Kilauea is not currently erupting, the U.S. Geological Survey said in its weekly report from the Hawaiian Volcano Observatory. But it said in a statement that Kilauea “ranks among the world’s most active volcanoes and may even top the list.” The Geological Survey has ranked the volcano’s threat potential as “very high.”
“Visitors should never cross safety barriers, especially around dangerous and destabilized cliff edges,” John Broward, chief ranger at Hawaii Volcanoes National Park, said in a statement. “Crossing safety barriers and entering closed areas can result in serious injuries and death.”

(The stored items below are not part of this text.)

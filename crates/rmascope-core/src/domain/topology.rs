//! Process topology
//!
//! The instrumentation layer consumes exactly one query from the
//! runtime it observes: how many processing elements participate, and
//! which one is this process. Both are fixed for the process lifetime.

use serde::{Deserialize, Serialize};
use std::fmt;

/// A processing element id (a "PE" in SHMEM terms, a rank elsewhere).
#[derive(Debug, Clone, Copy, PartialEq, Eq, Hash, PartialOrd, Ord, Serialize, Deserialize)]
#[repr(transparent)]
pub struct PeId(pub u32);

impl PeId {
    /// Create a new PE id
    #[inline(always)]
    pub fn new(id: u32) -> Self {
        PeId(id)
    }

    /// Raw id value
    #[inline(always)]
    pub fn raw(self) -> u32 {
        self.0
    }
}

impl fmt::Display for PeId {
    fn fmt(&self, f: &mut fmt::Formatter<'_>) -> fmt::Result {
        write!(f, "PE{}", self.0)
    }
}

/// Fixed process topology, captured once at initialization.
#[derive(Debug, Clone, Copy, PartialEq, Eq, Serialize, Deserialize)]
pub struct Topology {
    /// This process's own id
    pub my_pe: PeId,
    /// Total number of participating processing elements
    pub num_pes: u32,
}

impl Topology {
    /// Capture a topology.
    ///
    /// # Panics
    ///
    /// Panics if `my_pe` is outside `[0, num_pes)` or `num_pes` is
    /// zero; a measurement layer addressing nonexistent elements can
    /// only produce garbage records.
    pub fn new(my_pe: u32, num_pes: u32) -> Self {
        assert!(num_pes > 0, "topology must have at least one PE");
        assert!(my_pe < num_pes, "own PE id {my_pe} out of range 0..{num_pes}");
        Self {
            my_pe: PeId::new(my_pe),
            num_pes,
        }
    }

    /// Whether this is a single-element run (self and world coincide).
    #[inline]
    pub fn is_singleton(&self) -> bool {
        self.num_pes == 1
    }
}

#[cfg(test)]
mod tests {
    use super::*;

    #[test]
    fn test_topology_bounds() {
        let topo = Topology::new(2, 4);
        assert_eq!(topo.my_pe, PeId::new(2));
        assert_eq!(topo.num_pes, 4);
        assert!(!topo.is_singleton());
        assert!(Topology::new(0, 1).is_singleton());
    }

    #[test]
    #[should_panic]
    fn test_topology_rejects_out_of_range_pe() {
        let _ = Topology::new(4, 4);
    }

    #[test]
    fn test_pe_display() {
        assert_eq!(PeId::new(7).to_string(), "PE7");
    }
}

The man fell into the caldera around 6:30 p.m. near the Steaming Bluff overlook area, a grassy meadow marked by cracks and steaming fractures in the ground, the park said in the statement.
Park rangers and rescue workers from Hawaii County Fire Department said they did not locate him until around 9 p.m., when they found him lying on a narrow ledge below the edge of the cliff.
The park said the man was seriously injured but did not provide further details about his condition. The last time a person died in a fall there was October 2017, park officials said.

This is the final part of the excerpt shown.